[Saved data entries]
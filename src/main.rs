#![warn(clippy::all, clippy::pedantic)]
#![allow(clippy::missing_errors_doc)]

use anyhow::Result;
use clap::Parser;
use mrquack::{Cli, Config};
use tracing_subscriber::FmtSubscriber;

#[tokio::main]
async fn main() -> Result<()> {
    let cli = Cli::parse();
    let config = Config::load_or_init()?;

    // Logs go to stderr so they never interleave with the prompts on stdout.
    let subscriber = FmtSubscriber::builder()
        .with_max_level(config.log_level()?)
        .with_writer(std::io::stderr)
        .finish();
    tracing::subscriber::set_global_default(subscriber)
        .map_err(|e| anyhow::anyhow!("setting default subscriber failed: {e}"))?;

    mrquack::app::dispatch(cli, config).await
}
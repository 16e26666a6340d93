use crate::chat::{ChatOrchestrator, Role, Transcript, TranscriptEntry};
use crate::error::ChatError;
use crate::session::Session;
use crate::ui::style as ui;
use anyhow::Result;
use dialoguer::Input;
use tokio_util::sync::CancellationToken;

pub async fn run(session: &mut Session, chat: &ChatOrchestrator) -> Result<()> {
    println!();
    println!("  {}", ui::header("🦆 Mr. Quack"));
    println!(
        "  {}",
        ui::dim("/persona shows the persona, /reset starts over, /back returns to the menu")
    );
    println!();

    for entry in session.transcript.entries() {
        print_entry(entry);
    }

    loop {
        let line: String = Input::new()
            .with_prompt("Chat with Mr. Quack")
            .allow_empty(true)
            .interact_text()?;

        match line.trim() {
            "" => continue,
            "/back" | "/quit" => return Ok(()),
            "/persona" => {
                println!("  {}", ui::dim(session.persona()));
                continue;
            }
            "/reset" => {
                session.reset();
                println!("  {}", ui::dim("Session reset. Mr. Quack forgot everything."));
                continue;
            }
            _ => {}
        }

        let persona = session.persona();
        match send_cancellable(chat, &mut session.transcript, &persona, &line).await {
            Ok(reply) => print_entry(&TranscriptEntry {
                role: Role::Assistant,
                content: reply,
            }),
            Err(ChatError::Cancelled) => println!("  {}", ui::dim("(cancelled)")),
            Err(e) => println!("  {} {}", ui::error("✗"), ui::error(e)),
        }
    }
}

/// Single message mode: print the reply or fail.
pub async fn run_once(session: &mut Session, chat: &ChatOrchestrator, message: &str) -> Result<()> {
    let persona = session.persona();
    let reply = send_cancellable(chat, &mut session.transcript, &persona, message).await?;
    println!("{reply}");
    Ok(())
}

/// Send one turn; Ctrl-C while waiting cancels it.
async fn send_cancellable(
    chat: &ChatOrchestrator,
    transcript: &mut Transcript,
    persona: &str,
    message: &str,
) -> Result<String, ChatError> {
    let cancel = CancellationToken::new();
    let watcher = tokio::spawn({
        let cancel = cancel.clone();
        async move {
            if tokio::signal::ctrl_c().await.is_ok() {
                cancel.cancel();
            }
        }
    });

    println!("  {}", ui::dim("Mr. Quack is thinking... (Ctrl-C to cancel)"));
    let result = chat.send(transcript, persona, message, &cancel).await;
    watcher.abort();
    result
}

fn print_entry(entry: &TranscriptEntry) {
    match entry.role {
        Role::User => println!("  {} {}", ui::user("You:"), entry.content),
        Role::Assistant => println!("  {} {}", ui::duck("Mr. Quack:"), entry.content),
    }
}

How to complete this task: For this exercise, please copy exactly the lines from the one holding "fn print_entry(entry: &TranscriptEntry)" through the end of the records, the first and last included.

Task result:
fn print_entry(entry: &TranscriptEntry) {
    match entry.role {
        Role::User => println!("  {} {}", ui::user("You:"), entry.content),
        Role::Assistant => println!("  {} {}", ui::duck("Mr. Quack:"), entry.content),
    }
}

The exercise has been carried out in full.